Tuesday, May 5, 2009

The problem with player-created content and incentives...

I call my blog "Player Versus Developer" because there is an ongoing arms race of sorts between the two sides - players want to maximize their incentives over time by whatever means necessary, while developers want to maximize subscriptions by getting the limited content they can create to last a long time.

Now, on paper, allowing players to help with the content creation might sound like a good idea to alleviate the lack of things to do. What could possibly go wrong if you let players make their own content? Let's see what players of COH did when given the opportunity via the game's new Mission Architect feature....

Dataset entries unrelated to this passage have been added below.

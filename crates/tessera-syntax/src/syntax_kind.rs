//! SyntaxKind enum for all tokens and nodes in the template CST.
//!
//! Following the rust-analyzer model, all tokens and nodes share a single enum.
//! Every byte in the source must appear as a token in the tree.

/// All syntax kinds for the template CST.
///
/// This enum represents both tokens (lexer output, plus a few kinds the parser
/// assigns to byte ranges it groups) and composite nodes (parser output).
/// The `repr(u16)` ensures efficient storage in rowan's green tree.
///
/// We use SCREAMING_CASE following the rust-analyzer convention for SyntaxKind.
#[repr(u16)]
#[derive(Debug, Clone, Copy, PartialEq, Eq, PartialOrd, Ord, Hash)]
#[allow(non_camel_case_types)]
pub enum SyntaxKind {
    // === Tokens (lexer output) ===
    /// Horizontal whitespace (spaces, tabs)
    WHITESPACE,
    /// Line ending
    NEWLINE,
    /// Literal markup text
    TEXT,
    /// `@`, the markup/code transition character
    TRANSITION,
    /// `@*` opening a template comment
    TEMPLATE_COMMENT_START,
    /// `*@` closing a template comment
    TEMPLATE_COMMENT_END,
    /// `<!--`
    MARKUP_COMMENT_START,
    /// `-->`
    MARKUP_COMMENT_END,
    /// `<`
    LT,
    /// `>`
    GT,
    /// `/`
    SLASH,
    /// `=`
    EQ,
    /// `"`
    DQUOTE,
    /// `'`
    SQUOTE,
    /// `{`
    LBRACE,
    /// `}`
    RBRACE,
    /// `(`
    LPAREN,
    /// `)`
    RPAREN,

    // === Tokens assigned by the parser ===
    /// First `@` of an `@@` escape; never rendered
    TRANSITION_ESCAPE,
    /// `:` of an `@:` line-markup transition
    COLON,
    /// Element name inside a start or end tag
    TAG_NAME,
    /// Attribute name inside a start tag
    ATTR_NAME,
    /// `<text>` or `</text>`, the pseudo element that only switches to markup
    MARKUP_TRANSITION,
    /// Opaque embedded-language source
    CODE,
    /// Keyword introducing a directive (`section`, `using`, ...)
    DIRECTIVE_KEYWORD,
    /// One argument of a directive (type, member, string, ...)
    DIRECTIVE_TOKEN,
    /// End of file marker
    EOF,

    // === Composite Nodes (parser output) ===
    /// Root document node
    DOCUMENT,
    /// A start tag together with its content and (optional) end tag
    ELEMENT,
    /// `<name attr=value ...>` or `<name/>`
    TAG_OPEN,
    /// `</name>`
    TAG_CLOSE,
    /// `name`, `name=value`, `name="value"`
    ATTRIBUTE,
    /// Attribute value, quotes included
    ATTRIBUTE_VALUE,
    /// `<!-- ... -->`
    MARKUP_COMMENT,
    /// `@* ... *@`
    TEMPLATE_COMMENT,
    /// Markup re-entered from inside a code region
    MARKUP_BLOCK,
    /// `@expr` or `@(expr)`
    CODE_EXPRESSION,
    /// `@{ ... }` or a control statement such as `@if (...) { ... }`
    CODE_STATEMENT_BLOCK,
    /// `@keyword ...` shaped by the directive table
    DIRECTIVE,

    /// Error recovery node. The parser reports problems as diagnostics and
    /// never emits it; it stays last so it bounds `kind_from_raw`.
    ERROR,
}

impl SyntaxKind {
    /// Returns true if this kind represents a token (lexer or parser assigned).
    pub fn is_token(self) -> bool {
        (self as u16) <= (Self::EOF as u16)
    }

    /// Returns true if this kind represents a composite node.
    pub fn is_node(self) -> bool {
        !self.is_token()
    }

    /// Returns true if this kind is trivia (whitespace/newlines).
    pub fn is_trivia(self) -> bool {
        matches!(self, Self::WHITESPACE | Self::NEWLINE)
    }

    /// Returns true for nodes that hold embedded code.
    pub fn is_code(self) -> bool {
        matches!(
            self,
            Self::CODE_EXPRESSION | Self::CODE_STATEMENT_BLOCK | Self::DIRECTIVE
        )
    }
}

impl From<SyntaxKind> for rowan::SyntaxKind {
    fn from(kind: SyntaxKind) -> Self {
        Self(kind as u16)
    }
}

/// Language definition for rowan.
#[derive(Debug, Clone, Copy, PartialEq, Eq, PartialOrd, Ord, Hash)]
pub enum TemplateLang {}

impl rowan::Language for TemplateLang {
    type Kind = SyntaxKind;

    fn kind_from_raw(raw: rowan::SyntaxKind) -> Self::Kind {
        assert!(raw.0 <= SyntaxKind::ERROR as u16);
        // SAFETY: We check bounds above and SyntaxKind is repr(u16)
        unsafe { std::mem::transmute::<u16, SyntaxKind>(raw.0) }
    }

    fn kind_to_raw(kind: Self::Kind) -> rowan::SyntaxKind {
        kind.into()
    }
}

/// Type alias for our syntax nodes.
pub type SyntaxNode = rowan::SyntaxNode<TemplateLang>;
/// Type alias for our syntax tokens.
pub type SyntaxToken = rowan::SyntaxToken<TemplateLang>;
/// Type alias for syntax elements (node or token).
pub type SyntaxElement = rowan::SyntaxElement<TemplateLang>;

Uh oh. Apparently, players are making custom levels full of carefully designed foes that appear to be strong enough for their level, but have a glaring weakness that the players' class is well suited to exploit. Then they run their characters through these trivial instances, gaining 20 levels in a single run. The devs, who were ever so proud of how much content players made (more in the first 24 hours than the devs had done in all the years since the game's release), have had to shift into damage control mode.

The head designer now claims that they ANTICIPATED exploitation. Not enough to actually, I don't know, announce that exploiters would be banned BEFORE rolling out the system - wouldn't want to rain on that press release - but they totally definitely knew that this would happen, and made a rational decision that they would rather roll the system out with no exploitation policy and ban people after the fact than articulate one in advance. (Seriously, guys, you're in uncharted territory here, there's no shame in admitting that it never occurred to you.)

Maybe player-created content is the future, but the future isn't quite here just yet.

12 comments:

  1. I liked the post you linked too because it address what I see as that heart of the problem. Namely, an expansion-focused business model. There has to be way to reinvigorate old content and make it profitable so that rolling out an expansion each year is not the only way to keep the game alive.

    People only cluster at the level cap because that's the way that Blizzard runs the game. It doesn't have to be that way. It's odd but true that before we really can have new games, we need to invent new business models to support those new games.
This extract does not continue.